Some Basic Rules
Rule 1: Check your attitude. Cross-examination is not about yelling at the witness, mocking his or her testimony, or otherwise behaving like an ogre. The cross-examiner will rarely, if ever, reduce a witness to tears, nor will he or she experience a Perry Mason moment where the witness suddenly stands and admits to the lawyer's entire theory of the case. A "winning" cross-examination is about controlling the witness so that he or she gives the lawyer the needed ammunition for closing argument. This can be accomplished without histrionics.
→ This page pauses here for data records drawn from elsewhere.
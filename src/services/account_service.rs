//! Account Service
//!
//! Record manager for accounts: customer reference check, non-negative
//! balance, account-number allocation, deposit and withdrawal.

use std::sync::Arc;

use chrono::Utc;
use rust_decimal::Decimal;

use crate::domain::account::positive_amount;
use crate::domain::account_number::MAX_CONCURRENT_RETRIES;
use crate::domain::{
    Account, AccountDraft, AccountNumberAllocator, AccountType, DomainError, OperationContext,
};
use crate::error::{AppError, AppResult};
use crate::store::{AccountFilter, Debit, Store, StoreError};

use super::customer_service::recent_window;

/// Result of a withdrawal attempt
#[derive(Debug, Clone, PartialEq)]
pub struct Withdrawal {
    /// `false` when the amount was non-positive or exceeded the balance
    pub succeeded: bool,
    /// Account state after the attempt
    pub account: Account,
}

#[derive(Clone)]
pub struct AccountService {
    store: Arc<dyn Store>,
}

impl AccountService {
    pub fn new(store: Arc<dyn Store>) -> Self {
        Self { store }
    }

    /// Open an account for an existing customer
    pub async fn create(
        &self,
        account_holder_name: String,
        balance: Decimal,
        account_type: AccountType,
        customer_id: i64,
        context: &OperationContext,
    ) -> AppResult<Account> {
        if self.store.find_customer(customer_id).await?.is_none() {
            return Err(DomainError::customer_not_found(customer_id).into());
        }

        let draft = AccountDraft::new(account_holder_name, balance, account_type, customer_id)?;
        let account = self.insert_with_new_number(draft).await?;

        tracing::info!(
            account_no = %account.account_no,
            customer_id,
            account_type = account.account_type.display_name(),
            balance = %account.account_balance,
            actor = context.actor(),
            "Account created"
        );

        Ok(account)
    }

    /// Allocate a number and insert, advancing past numbers that are taken
    /// already or get taken by a concurrent insert.
    async fn insert_with_new_number(&self, draft: AccountDraft) -> AppResult<Account> {
        let count = self.store.count_accounts(None).await?;
        let created_date = Utc::now();
        let mut allocator = AccountNumberAllocator::starting_after(count.max(0) as u64);
        let mut lost_races = 0;

        loop {
            let candidate = allocator.next_candidate();
            if self.store.account_no_exists(&candidate).await? {
                continue;
            }

            let account = draft.clone().into_account(candidate, created_date);
            match self.store.insert_account(&account).await {
                Ok(Some(inserted)) => return Ok(inserted),
                Ok(None) => {
                    lost_races += 1;
                    tracing::debug!(
                        account_no = %account.account_no,
                        lost_races,
                        "Account number taken concurrently, trying next"
                    );
                    if lost_races >= MAX_CONCURRENT_RETRIES {
                        return Err(AppError::Internal(
                            "Account number allocation kept losing to concurrent inserts"
                                .to_string(),
                        ));
                    }
                }
                Err(StoreError::MissingCustomer(id)) => {
                    return Err(DomainError::customer_not_found(id).into());
                }
                Err(e) => return Err(e.into()),
            }
        }
    }

    pub async fn get_by_number(&self, account_no: &str) -> AppResult<Account> {
        self.store
            .find_account(account_no)
            .await?
            .ok_or_else(|| DomainError::account_not_found(account_no).into())
    }

    /// Remove an account regardless of its balance
    pub async fn delete(&self, account_no: &str, context: &OperationContext) -> AppResult<()> {
        if !self.store.delete_account(account_no).await? {
            return Err(DomainError::account_not_found(account_no).into());
        }

        tracing::info!(account_no, actor = context.actor(), "Account deleted");

        Ok(())
    }

    /// Add `amount` to the balance. A non-positive amount changes nothing
    /// and returns the account as it is.
    pub async fn deposit(
        &self,
        account_no: &str,
        amount: Decimal,
        context: &OperationContext,
    ) -> AppResult<Account> {
        let Some(amount) = positive_amount(amount)? else {
            return self.get_by_number(account_no).await;
        };

        let account = self
            .store
            .credit_account(account_no, amount, Utc::now())
            .await?
            .ok_or_else(|| DomainError::account_not_found(account_no))?;

        tracing::info!(
            account_no,
            amount = %amount,
            balance = %account.account_balance,
            actor = context.actor(),
            "Deposit applied"
        );

        Ok(account)
    }

    /// Subtract `amount` if the balance covers it. Rejections leave the
    /// account untouched.
    pub async fn withdraw(
        &self,
        account_no: &str,
        amount: Decimal,
        context: &OperationContext,
    ) -> AppResult<Withdrawal> {
        let Some(amount) = positive_amount(amount)? else {
            let account = self.get_by_number(account_no).await?;
            return Ok(Withdrawal {
                succeeded: false,
                account,
            });
        };

        match self
            .store
            .debit_account(account_no, amount, Utc::now())
            .await?
        {
            Debit::Applied(account) => {
                tracing::info!(
                    account_no,
                    amount = %amount,
                    balance = %account.account_balance,
                    actor = context.actor(),
                    "Withdrawal applied"
                );
                Ok(Withdrawal {
                    succeeded: true,
                    account,
                })
            }
            Debit::Insufficient(account) => {
                tracing::warn!(
                    account_no,
                    amount = %amount,
                    balance = %account.account_balance,
                    actor = context.actor(),
                    "Withdrawal rejected: insufficient balance"
                );
                Ok(Withdrawal {
                    succeeded: false,
                    account,
                })
            }
            Debit::NotFound => Err(DomainError::account_not_found(account_no).into()),
        }
    }

    /// All accounts, newest first
    pub async fn list(&self) -> AppResult<Vec<Account>> {
        Ok(self.store.list_accounts(AccountFilter::All).await?)
    }

    pub async fn list_by_customer(&self, customer_id: i64) -> AppResult<Vec<Account>> {
        Ok(self
            .store
            .list_accounts(AccountFilter::Customer(customer_id))
            .await?)
    }

    pub async fn list_by_type(&self, account_type: AccountType) -> AppResult<Vec<Account>> {
        Ok(self
            .store
            .list_accounts(AccountFilter::Type(account_type))
            .await?)
    }

    /// Accounts whose balance is strictly above `min`
    pub async fn list_with_balance_above(&self, min: Decimal) -> AppResult<Vec<Account>> {
        Ok(self
            .store
            .list_accounts(AccountFilter::BalanceAbove(min))
            .await?)
    }

    pub async fn list_recent(&self, days: i64) -> AppResult<Vec<Account>> {
        let cutoff = Utc::now() - recent_window(days)?;
        Ok(self
            .store
            .list_accounts(AccountFilter::CreatedAfter(cutoff))
            .await?)
    }

    pub async fn total_balance(&self) -> AppResult<Decimal> {
        Ok(self.store.total_balance(None).await?)
    }

    pub async fn total_balance_by_type(&self, account_type: AccountType) -> AppResult<Decimal> {
        Ok(self.store.total_balance(Some(account_type)).await?)
    }

    pub async fn count(&self) -> AppResult<i64> {
        Ok(self.store.count_accounts(None).await?)
    }

    pub async fn count_by_type(&self, account_type: AccountType) -> AppResult<i64> {
        Ok(self.store.count_accounts(Some(account_type)).await?)
    }
}

#[cfg(test)]
mod tests {
    use super::*;
    use rust_decimal_macros::dec;

    use crate::domain::CustomerDraft;
    use crate::store::{CustomerStore, MemoryStore};

    async fn setup() -> (AccountService, Arc<MemoryStore>, i64) {
        let store = Arc::new(MemoryStore::new());
        let customer = store
            .insert_customer(
                &CustomerDraft::new("Ann Lee", "ann@x.com", "+1-555", "10 Main St, City, ST 00000"),
                Utc::now(),
            )
            .await
            .unwrap();
        (AccountService::new(store.clone()), store, customer.customer_id)
    }

    async fn open(service: &AccountService, customer_id: i64, balance: Decimal) -> Account {
        service
            .create(
                "Ann Lee".to_string(),
                balance,
                AccountType::Savings,
                customer_id,
                &OperationContext::new(),
            )
            .await
            .unwrap()
    }

    #[tokio::test]
    async fn test_sequential_numbers_on_empty_store() {
        let (service, _, customer_id) = setup().await;

        let mut numbers = Vec::new();
        for _ in 0..5 {
            numbers.push(open(&service, customer_id, dec!(1)).await.account_no);
        }

        assert_eq!(
            numbers,
            vec!["ACC000001", "ACC000002", "ACC000003", "ACC000004", "ACC000005"]
        );
    }

    #[tokio::test]
    async fn test_allocator_skips_numbers_freed_by_delete() {
        let (service, _, customer_id) = setup().await;
        let ctx = OperationContext::new();
        open(&service, customer_id, dec!(1)).await;
        open(&service, customer_id, dec!(1)).await;
        open(&service, customer_id, dec!(1)).await;

        // count drops to 2, so the first candidate ACC000003 collides
        service.delete("ACC000001", &ctx).await.unwrap();
        let next = open(&service, customer_id, dec!(1)).await;

        assert_eq!(next.account_no, "ACC000004");
    }

    #[tokio::test]
    async fn test_allocator_walks_past_long_runs_of_taken_numbers() {
        let (service, _, customer_id) = setup().await;
        let ctx = OperationContext::new();
        for _ in 0..130 {
            open(&service, customer_id, dec!(1)).await;
        }
        for sequence in 1..=64 {
            service
                .delete(&crate::domain::format_account_number(sequence), &ctx)
                .await
                .unwrap();
        }

        // count is 66; ACC000067..ACC000130 are all still taken
        let next = open(&service, customer_id, dec!(1)).await;

        assert_eq!(next.account_no, "ACC000131");
        assert_eq!(service.count().await.unwrap(), 67);
    }

    #[tokio::test]
    async fn test_create_for_missing_customer() {
        let (service, _, _) = setup().await;

        let err = service
            .create("Ghost".into(), dec!(-5), AccountType::Current, 99, &OperationContext::new())
            .await
            .unwrap_err();

        // Customer reference is checked before the balance
        assert!(matches!(err, AppError::Domain(ref e) if e.is_not_found()));
    }

    #[tokio::test]
    async fn test_create_negative_balance() {
        let (service, _, customer_id) = setup().await;

        let err = service
            .create("Ann Lee".into(), dec!(-5), AccountType::Current, customer_id, &OperationContext::new())
            .await
            .unwrap_err();

        assert!(matches!(err, AppError::Domain(DomainError::Validation(_))));
        assert_eq!(service.count().await.unwrap(), 0);
    }

    #[tokio::test]
    async fn test_deposit_and_withdraw_scenario() {
        let (service, _, customer_id) = setup().await;
        let ctx = OperationContext::new();
        let account = open(&service, customer_id, dec!(100.00)).await;
        assert_eq!(account.account_no, "ACC000001");

        let rejected = service.withdraw("ACC000001", dec!(150), &ctx).await.unwrap();
        assert!(!rejected.succeeded);
        assert_eq!(rejected.account.account_balance.value(), dec!(100.00));
        assert!(rejected.account.updated_date.is_none());

        let deposited = service.deposit("ACC000001", dec!(50), &ctx).await.unwrap();
        assert_eq!(deposited.account_balance.to_string(), "150.00");
        assert!(deposited.updated_date.is_some());

        let withdrawn = service.withdraw("ACC000001", dec!(150), &ctx).await.unwrap();
        assert!(withdrawn.succeeded);
        assert_eq!(withdrawn.account.account_balance.to_string(), "0.00");
    }

    #[tokio::test]
    async fn test_non_positive_amounts() {
        let (service, _, customer_id) = setup().await;
        let ctx = OperationContext::new();
        open(&service, customer_id, dec!(100)).await;

        let unchanged = service.deposit("ACC000001", dec!(0), &ctx).await.unwrap();
        assert_eq!(unchanged.account_balance.value(), dec!(100));
        assert!(unchanged.updated_date.is_none());

        let rejected = service.withdraw("ACC000001", dec!(-1), &ctx).await.unwrap();
        assert!(!rejected.succeeded);
    }

    #[tokio::test]
    async fn test_mutating_missing_account() {
        let (service, _, _) = setup().await;
        let ctx = OperationContext::new();

        for result in [
            service.deposit("ACC404404", dec!(1), &ctx).await.map(|_| ()),
            service.withdraw("ACC404404", dec!(1), &ctx).await.map(|_| ()),
            service.delete("ACC404404", &ctx).await,
        ] {
            assert!(matches!(result, Err(AppError::Domain(ref e)) if e.is_not_found()));
        }
    }

    #[tokio::test]
    async fn test_aggregates() {
        let (service, _, customer_id) = setup().await;
        let ctx = OperationContext::new();
        open(&service, customer_id, dec!(100)).await;
        open(&service, customer_id, dec!(20.50)).await;
        service
            .create("Ann Lee".into(), dec!(5), AccountType::Business, customer_id, &ctx)
            .await
            .unwrap();

        assert_eq!(service.count().await.unwrap(), 3);
        assert_eq!(service.count_by_type(AccountType::Savings).await.unwrap(), 2);
        assert_eq!(service.total_balance().await.unwrap(), dec!(125.50));
        assert_eq!(
            service.total_balance_by_type(AccountType::Business).await.unwrap(),
            dec!(5)
        );
        assert_eq!(service.total_balance_by_type(AccountType::Checking).await.unwrap(), dec!(0));
        assert_eq!(service.list_by_type(AccountType::Business).await.unwrap().len(), 1);
        assert_eq!(service.list_by_customer(customer_id).await.unwrap().len(), 3);
        assert_eq!(service.list_with_balance_above(dec!(20.50)).await.unwrap().len(), 1);
        assert_eq!(service.list_recent(30).await.unwrap().len(), 3);
    }
}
Rule 2: Prepare, prepare, prepare. There is no substitute for preparation. The cross-examiner must know exactly what the witness is going to say before he or she ever takes the stand. Direct examination is not the time to prepare your cross-examination. Attorneys must know where they want to lead the witness before the direct examination even begins. If the lawyer hears something new for the first time at trial, the investigation is incomplete, or the witness is simply changing his or her story. The former is cause for concern, while the latter is simply another ground for impeachment.
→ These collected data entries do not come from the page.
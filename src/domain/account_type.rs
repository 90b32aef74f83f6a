//! Account type
//!
//! Closed enumeration of account kinds. Payloads and stored rows may still
//! carry the legacy literal `SAVING`, which is normalized to `SAVINGS` at
//! the deserialization boundary. Serialization always emits the canonical
//! enumeration name.

use serde::{Deserialize, Serialize};
use std::fmt;
use std::str::FromStr;

use super::DomainError;

#[derive(Debug, Clone, Copy, PartialEq, Eq, Hash, Serialize, Deserialize)]
#[serde(try_from = "String", into = "String")]
pub enum AccountType {
    Savings,
    Current,
    Checking,
    Business,
}

impl AccountType {
    pub const ALL: [AccountType; 4] = [
        AccountType::Savings,
        AccountType::Current,
        AccountType::Checking,
        AccountType::Business,
    ];

    /// Canonical enumeration name, used on the wire and in the store
    pub fn as_str(&self) -> &'static str {
        match self {
            AccountType::Savings => "SAVINGS",
            AccountType::Current => "CURRENT",
            AccountType::Checking => "CHECKING",
            AccountType::Business => "BUSINESS",
        }
    }

    /// Literals a stored row of this type may carry
    pub fn stored_literals(&self) -> &'static [&'static str] {
        match self {
            AccountType::Savings => &["SAVINGS", "SAVING"],
            AccountType::Current => &["CURRENT"],
            AccountType::Checking => &["CHECKING"],
            AccountType::Business => &["BUSINESS"],
        }
    }

    pub fn display_name(&self) -> &'static str {
        match self {
            AccountType::Savings => "Savings Account",
            AccountType::Current => "Current Account",
            AccountType::Checking => "Checking Account",
            AccountType::Business => "Business Account",
        }
    }

    /// Normalize a payload or stored literal.
    ///
    /// Case-insensitive; accepts the legacy `SAVING` as `SAVINGS`.
    pub fn normalize(value: &str) -> Result<Self, DomainError> {
        match value.trim().to_ascii_uppercase().as_str() {
            "SAVINGS" | "SAVING" => Ok(AccountType::Savings),
            "CURRENT" => Ok(AccountType::Current),
            "CHECKING" => Ok(AccountType::Checking),
            "BUSINESS" => Ok(AccountType::Business),
            _ => Err(unknown(value)),
        }
    }
}

fn unknown(value: &str) -> DomainError {
    DomainError::validation(format!("Unknown account type: {}", value))
}

/// Strict parse used for path and query values: canonical names only,
/// case-sensitive.
impl FromStr for AccountType {
    type Err = DomainError;

    fn from_str(s: &str) -> Result<Self, Self::Err> {
        AccountType::ALL
            .into_iter()
            .find(|t| t.as_str() == s)
            .ok_or_else(|| unknown(s))
    }
}

impl TryFrom<String> for AccountType {
    type Error = DomainError;

    fn try_from(value: String) -> Result<Self, Self::Error> {
        AccountType::normalize(&value)
    }
}

impl From<AccountType> for String {
    fn from(account_type: AccountType) -> Self {
        account_type.as_str().to_string()
    }
}

impl fmt::Display for AccountType {
    fn fmt(&self, f: &mut fmt::Formatter<'_>) -> fmt::Result {
        f.write_str(self.as_str())
    }
}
Rule 3: Know your objective. Cross-examination must be precise. A long, rambling, aimless discussion is pointless. Each witness serves a purpose. Determine what that witness's purpose is and build a cross-examination around your objective.
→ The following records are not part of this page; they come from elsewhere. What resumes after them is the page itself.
//! Resumable chunked copy.
//!
//! Large files are copied chunk by chunk into `<target>.#FilePart#`, which is renamed to the
//! target once complete. Next to it `<target>.#FilePartInfo#` records which source the partial
//! data came from:
//!
//! ```text
//! /mnt/proto-3/raw/dataset.raw
//! 52428800
//! 2024-03-05 02:41:07.120 PM
//! ```
//!
//! (source path, source length in bytes, source last-write time in UTC). If a copy is interrupted
//! the pair stays on disk, and the next attempt continues from the end of the partial file as
//! long as path, length and modification time still match. Otherwise it starts over.

use std::path::{Path, PathBuf};

use anyhow::{Context, anyhow};
use throttle::{Clock, Notification, Notify};
use tokio::io::{AsyncReadExt, AsyncSeekExt, AsyncWriteExt};
use tracing::instrument;

use crate::config::ChunkConfig;

pub const FILE_PART_SUFFIX: &str = ".#FilePart#";
pub const FILE_PART_INFO_SUFFIX: &str = ".#FilePartInfo#";

/// Modification times closer than this are the same (FAT stores 2 second resolution).
const MTIME_TOLERANCE: std::time::Duration = std::time::Duration::from_millis(2050);

/// `yyyy-MM-dd hh:mm:ss.fff tt`
const INFO_TIME_FORMAT: &str = "%Y-%m-%d %I:%M:%S%.3f %p";

/// Pause after a failed copy so that the filesystem (SMB clients in particular) lets go of the
/// handles of the failed attempt before anyone retries.
const FAILURE_PAUSE: std::time::Duration = std::time::Duration::from_millis(500);
const FAILURE_PAUSE_INTERVAL: std::time::Duration = std::time::Duration::from_secs(10);

fn with_suffix(target: &Path, suffix: &str) -> PathBuf {
    let mut name = target.as_os_str().to_owned();
    name.push(suffix);
    PathBuf::from(name)
}

pub fn file_part_path(target: &Path) -> PathBuf {
    with_suffix(target, FILE_PART_SUFFIX)
}

pub fn file_part_info_path(target: &Path) -> PathBuf {
    with_suffix(target, FILE_PART_INFO_SUFFIX)
}

#[derive(Debug, Clone, Copy, PartialEq, Eq, Default)]
pub enum CopyState {
    #[default]
    Idle,
    NormalCopy,
    BufferedCopy,
    BufferedCopyResume,
}

#[derive(Debug, Clone, Copy, PartialEq, Eq)]
pub struct CopyOutcome {
    pub resumed: bool,
    pub mode: CopyState,
    /// Bytes written by this call (excludes data already present when resuming).
    pub bytes_copied: u64,
}

/// Identity of the source a partial copy belongs to.
#[derive(Debug, Clone, PartialEq, Eq)]
pub struct FilePartInfo {
    pub source: PathBuf,
    pub len: u64,
    pub modified: chrono::DateTime<chrono::Utc>,
}

impl FilePartInfo {
    pub fn from_metadata(source: &Path, metadata: &std::fs::Metadata) -> anyhow::Result<Self> {
        let modified = metadata
            .modified()
            .with_context(|| format!("failed reading modification time of {:?}", &source))?;
        Ok(Self {
            source: std::path::absolute(source).unwrap_or_else(|_| source.to_owned()),
            len: metadata.len(),
            modified: modified.into(),
        })
    }

    pub fn to_text(&self) -> String {
        format!(
            "{}\n{}\n{}\n",
            self.source.display(),
            self.len,
            self.modified.format(INFO_TIME_FORMAT)
        )
    }

    pub fn parse(text: &str) -> Option<Self> {
        let mut lines = text.lines().map(str::trim);
        let source = PathBuf::from(lines.next().filter(|line| !line.is_empty())?);
        let len = lines.next()?.parse().ok()?;
        let modified =
            chrono::NaiveDateTime::parse_from_str(lines.next()?, INFO_TIME_FORMAT).ok()?;
        Some(Self {
            source,
            len,
            modified: modified.and_utc(),
        })
    }

    /// Same path and length, modification times within the tolerance.
    pub fn matches(&self, current: &Self) -> bool {
        let drift = (self.modified - current.modified).abs();
        self.source == current.source
            && self.len == current.len
            && drift.to_std().is_ok_and(|drift| drift <= MTIME_TOLERANCE)
    }
}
Rule 4: Focus on technique. Your cross-examination should be limited to short, leading questions. You should elicit one fact per question and never ask open-ended questions. Consider the following example: "What did you do when you exited the car?" This is an open-ended question that invites the witness to offer you (and the jury) a lengthy answer. When lawyers ask this type of question, they lose control. Under the one-fact, close-ended model of cross-examination, the lawyer would ask this same question in a more precise manner. "You exited the vehicle, correct?" This format only allows a "yes" or "no" response. To get more information, and maintain control, the attorney continues his or her examination with similarly structured questions. "As you got out of the car, you locked the door." "From your car, you walked towards the mall's main entrance." "You did not look behind you as you walked towards the mall."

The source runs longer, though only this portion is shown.